(Data for the task)

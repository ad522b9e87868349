use std::sync::LazyLock;

use super::{Compiler, EmitError, Error, IntervalUnit, Side, negate};
use crate::{
    ast::{BinaryOp, Expr},
    functions::{CanonicalFunction as F, FunctionTable, MappingEntry::*},
};

/// Function mapping for SQLite (with the math functions compiled in).
pub static FUNCTIONS: LazyLock<FunctionTable> = LazyLock::new(|| {
    FunctionTable::from([
        (F::LEN, Rename("LENGTH")),
        (F::NOW, Rename("DATE")),
        (F::SEARCH, Rename("INSTR")),
        (F::CEILING, Emitter(ceiling)),
        (F::FLOOR, Emitter(floor)),
        (F::MOD, Emitter(modulo)),
        (F::REPEAT, Emitter(repeat)),
        (F::INT, Emitter(int)),
        (F::FLOAT, Emitter(float)),
        (F::LEFT, Emitter(left)),
        (F::RIGHT, Emitter(right)),
        (F::LOG, Emitter(log)),
        (F::DATEADD, Emitter(date_add)),
        // REGEXP calls a user function SQLite doesn't ship
        (F::REGEX_MATCH, Unsupported),
        (F::REGEX_EXTRACT, Unsupported),
        (F::REGEX_REPLACE, Unsupported),
    ])
});

// CEILING(x) => CAST(x AS INTEGER) + (x > CAST(x AS INTEGER))
fn ceiling(cx: &mut Compiler<'_>, args: &[Expr]) -> Result<String, Error> {
    cx.expect_args(F::CEILING, args, 1..=1)?;
    let a = cx.compile(&args[0])?;
    let b = cx.compile_operand(&args[0], BinaryOp::Gt, Side::Left)?;
    let c = cx.compile(&args[0])?;
    Ok(format!(
        "(CAST({a} AS INTEGER) + ({b} > CAST({c} AS INTEGER)))"
    ))
}

// FLOOR(x) => CAST(x AS INTEGER) - (x < CAST(x AS INTEGER))
fn floor(cx: &mut Compiler<'_>, args: &[Expr]) -> Result<String, Error> {
    cx.expect_args(F::FLOOR, args, 1..=1)?;
    let a = cx.compile(&args[0])?;
    let b = cx.compile_operand(&args[0], BinaryOp::Lt, Side::Left)?;
    let c = cx.compile(&args[0])?;
    Ok(format!(
        "(CAST({a} AS INTEGER) - ({b} < CAST({c} AS INTEGER)))"
    ))
}

// MOD(a, b) => (a % b)
fn modulo(cx: &mut Compiler<'_>, args: &[Expr]) -> Result<String, Error> {
    cx.expect_args(F::MOD, args, 2..=2)?;
    let a = cx.compile_operand(&args[0], BinaryOp::Mod, Side::Left)?;
    let b = cx.compile_operand(&args[1], BinaryOp::Mod, Side::Right)?;
    Ok(format!("({a} % {b})"))
}

// There is no REPEAT: format n copies of '/' and replace each with str
fn repeat(cx: &mut Compiler<'_>, args: &[Expr]) -> Result<String, Error> {
    cx.expect_args(F::REPEAT, args, 2..=2)?;
    let count = cx.compile_operand(&args[1], BinaryOp::Concat, Side::Right)?;
    let s = cx.compile(&args[0])?;
    Ok(format!(
        "REPLACE(PRINTF('%.' || {count} || 'c', '/'), '/', {s})"
    ))
}

fn int(cx: &mut Compiler<'_>, args: &[Expr]) -> Result<String, Error> {
    cx.expect_args(F::INT, args, 1..=1)?;
    Ok(format!("CAST({} AS INTEGER)", cx.compile(&args[0])?))
}

fn float(cx: &mut Compiler<'_>, args: &[Expr]) -> Result<String, Error> {
    cx.expect_args(F::FLOAT, args, 1..=1)?;
    let x = cx.compile(&args[0])?;
    Ok(format!("CAST({x} AS {})", cx.dialect().float_type()))
}

fn left(cx: &mut Compiler<'_>, args: &[Expr]) -> Result<String, Error> {
    cx.expect_args(F::LEFT, args, 2..=2)?;
    let s = cx.compile(&args[0])?;
    let n = cx.compile(&args[1])?;
    Ok(format!("SUBSTR({s}, 1, {n})"))
}

// SUBSTR(str, -0) is the whole string, not an empty one
fn right(cx: &mut Compiler<'_>, args: &[Expr]) -> Result<String, Error> {
    cx.expect_args(F::RIGHT, args, 2..=2)?;
    let test = cx.compile_operand(&args[1], BinaryOp::Gt, Side::Left)?;
    let s = cx.compile(&args[0])?;
    let n = cx.compile_operand(&args[1], BinaryOp::Mul, Side::Right)?;
    Ok(format!("CASE WHEN {test} > 0 THEN SUBSTR({s}, {}) ELSE '' END", negate(&n)))
}

fn log(cx: &mut Compiler<'_>, args: &[Expr]) -> Result<String, Error> {
    match args {
        [x] => Ok(format!("LN({})", cx.compile(x)?)),
        [base, x] => {
            let base = cx.compile(base)?;
            let x = cx.compile(x)?;
            Ok(format!("LOG({base}, {x})"))
        }
        _ => Err(cx.emission(F::LOG, EmitError::IncorrectArgCount(args.len()))),
    }
}

// DATEADD(d, n, 'unit') => DATETIME(d, n || ' units'). Weeks aren't a
//  modifier, they become 7 days.
fn date_add(cx: &mut Compiler<'_>, args: &[Expr]) -> Result<String, Error> {
    cx.expect_args(F::DATEADD, args, 3..=3)?;
    let unit = cx.interval_unit(F::DATEADD, args, 2)?;
    let date = cx.compile(&args[0])?;
    let modifier = match unit {
        IntervalUnit::Week => {
            let count = cx.compile_operand(&args[1], BinaryOp::Mul, Side::Left)?;
            format!("({count} * 7) || ' days'")
        }
        unit => {
            let count = cx.compile_operand(&args[1], BinaryOp::Concat, Side::Left)?;
            format!("{count} || ' {unit}s'")
        }
    };
    Ok(format!("DATETIME({date}, {modifier})"))
}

(End Data for the task)

Work item ▸
Word for word, transcribe the complete listing.

Solution for this exercise ▸
repository ad522b9e87868349
use std::sync::LazyLock;

use super::{Compiler, EmitError, Error, IntervalUnit, Side, negate};
use crate::{
    ast::{BinaryOp, Expr},
    functions::{CanonicalFunction as F, FunctionTable, MappingEntry::*},
};

/// Function mapping for SQLite (with the math functions compiled in).
pub static FUNCTIONS: LazyLock<FunctionTable> = LazyLock::new(|| {
    FunctionTable::from([
        (F::LEN, Rename("LENGTH")),
        (F::NOW, Rename("DATE")),
        (F::SEARCH, Rename("INSTR")),
        (F::CEILING, Emitter(ceiling)),
        (F::FLOOR, Emitter(floor)),
        (F::MOD, Emitter(modulo)),
        (F::REPEAT, Emitter(repeat)),
        (F::INT, Emitter(int)),
        (F::FLOAT, Emitter(float)),
        (F::LEFT, Emitter(left)),
        (F::RIGHT, Emitter(right)),
        (F::LOG, Emitter(log)),
        (F::DATEADD, Emitter(date_add)),
        // REGEXP calls a user function SQLite doesn't ship
        (F::REGEX_MATCH, Unsupported),
        (F::REGEX_EXTRACT, Unsupported),
        (F::REGEX_REPLACE, Unsupported),
    ])
});

// CEILING(x) => CAST(x AS INTEGER) + (x > CAST(x AS INTEGER))
fn ceiling(cx: &mut Compiler<'_>, args: &[Expr]) -> Result<String, Error> {
    cx.expect_args(F::CEILING, args, 1..=1)?;
    let a = cx.compile(&args[0])?;
    let b = cx.compile_operand(&args[0], BinaryOp::Gt, Side::Left)?;
    let c = cx.compile(&args[0])?;
    Ok(format!(
        "(CAST({a} AS INTEGER) + ({b} > CAST({c} AS INTEGER)))"
    ))
}

// FLOOR(x) => CAST(x AS INTEGER) - (x < CAST(x AS INTEGER))
fn floor(cx: &mut Compiler<'_>, args: &[Expr]) -> Result<String, Error> {
    cx.expect_args(F::FLOOR, args, 1..=1)?;
    let a = cx.compile(&args[0])?;
    let b = cx.compile_operand(&args[0], BinaryOp::Lt, Side::Left)?;
    let c = cx.compile(&args[0])?;
    Ok(format!(
        "(CAST({a} AS INTEGER) - ({b} < CAST({c} AS INTEGER)))"
    ))
}

// MOD(a, b) => (a % b)
fn modulo(cx: &mut Compiler<'_>, args: &[Expr]) -> Result<String, Error> {
    cx.expect_args(F::MOD, args, 2..=2)?;
    let a = cx.compile_operand(&args[0], BinaryOp::Mod, Side::Left)?;
    let b = cx.compile_operand(&args[1], BinaryOp::Mod, Side::Right)?;
    Ok(format!("({a} % {b})"))
}

// There is no REPEAT: format n copies of '/' and replace each with str
fn repeat(cx: &mut Compiler<'_>, args: &[Expr]) -> Result<String, Error> {
    cx.expect_args(F::REPEAT, args, 2..=2)?;
    let count = cx.compile_operand(&args[1], BinaryOp::Concat, Side::Right)?;
    let s = cx.compile(&args[0])?;
    Ok(format!(
        "REPLACE(PRINTF('%.' || {count} || 'c', '/'), '/', {s})"
    ))
}

fn int(cx: &mut Compiler<'_>, args: &[Expr]) -> Result<String, Error> {
    cx.expect_args(F::INT, args, 1..=1)?;
    Ok(format!("CAST({} AS INTEGER)", cx.compile(&args[0])?))
}

fn float(cx: &mut Compiler<'_>, args: &[Expr]) -> Result<String, Error> {
    cx.expect_args(F::FLOAT, args, 1..=1)?;
    let x = cx.compile(&args[0])?;
    Ok(format!("CAST({x} AS {})", cx.dialect().float_type()))
}

fn left(cx: &mut Compiler<'_>, args: &[Expr]) -> Result<String, Error> {
    cx.expect_args(F::LEFT, args, 2..=2)?;
    let s = cx.compile(&args[0])?;
    let n = cx.compile(&args[1])?;
    Ok(format!("SUBSTR({s}, 1, {n})"))
}

// SUBSTR(str, -0) is the whole string, not an empty one
fn right(cx: &mut Compiler<'_>, args: &[Expr]) -> Result<String, Error> {
    cx.expect_args(F::RIGHT, args, 2..=2)?;
    let test = cx.compile_operand(&args[1], BinaryOp::Gt, Side::Left)?;
    let s = cx.compile(&args[0])?;
    let n = cx.compile_operand(&args[1], BinaryOp::Mul, Side::Right)?;
    Ok(format!("CASE WHEN {test} > 0 THEN SUBSTR({s}, {}) ELSE '' END", negate(&n)))
}

fn log(cx: &mut Compiler<'_>, args: &[Expr]) -> Result<String, Error> {
    match args {
        [x] => Ok(format!("LN({})", cx.compile(x)?)),
        [base, x] => {
            let base = cx.compile(base)?;
            let x = cx.compile(x)?;
            Ok(format!("LOG({base}, {x})"))
        }
        _ => Err(cx.emission(F::LOG, EmitError::IncorrectArgCount(args.len()))),
    }
}

// DATEADD(d, n, 'unit') => DATETIME(d, n || ' units'). Weeks aren't a
//  modifier, they become 7 days.
fn date_add(cx: &mut Compiler<'_>, args: &[Expr]) -> Result<String, Error> {
    cx.expect_args(F::DATEADD, args, 3..=3)?;
    let unit = cx.interval_unit(F::DATEADD, args, 2)?;
    let date = cx.compile(&args[0])?;
    let modifier = match unit {
        IntervalUnit::Week => {
            let count = cx.compile_operand(&args[1], BinaryOp::Mul, Side::Left)?;
            format!("({count} * 7) || ' days'")
        }
        unit => {
            let count = cx.compile_operand(&args[1], BinaryOp::Concat, Side::Left)?;
            format!("{count} || ' {unit}s'")
        }
    };
    Ok(format!("DATETIME({date}, {modifier})"))
}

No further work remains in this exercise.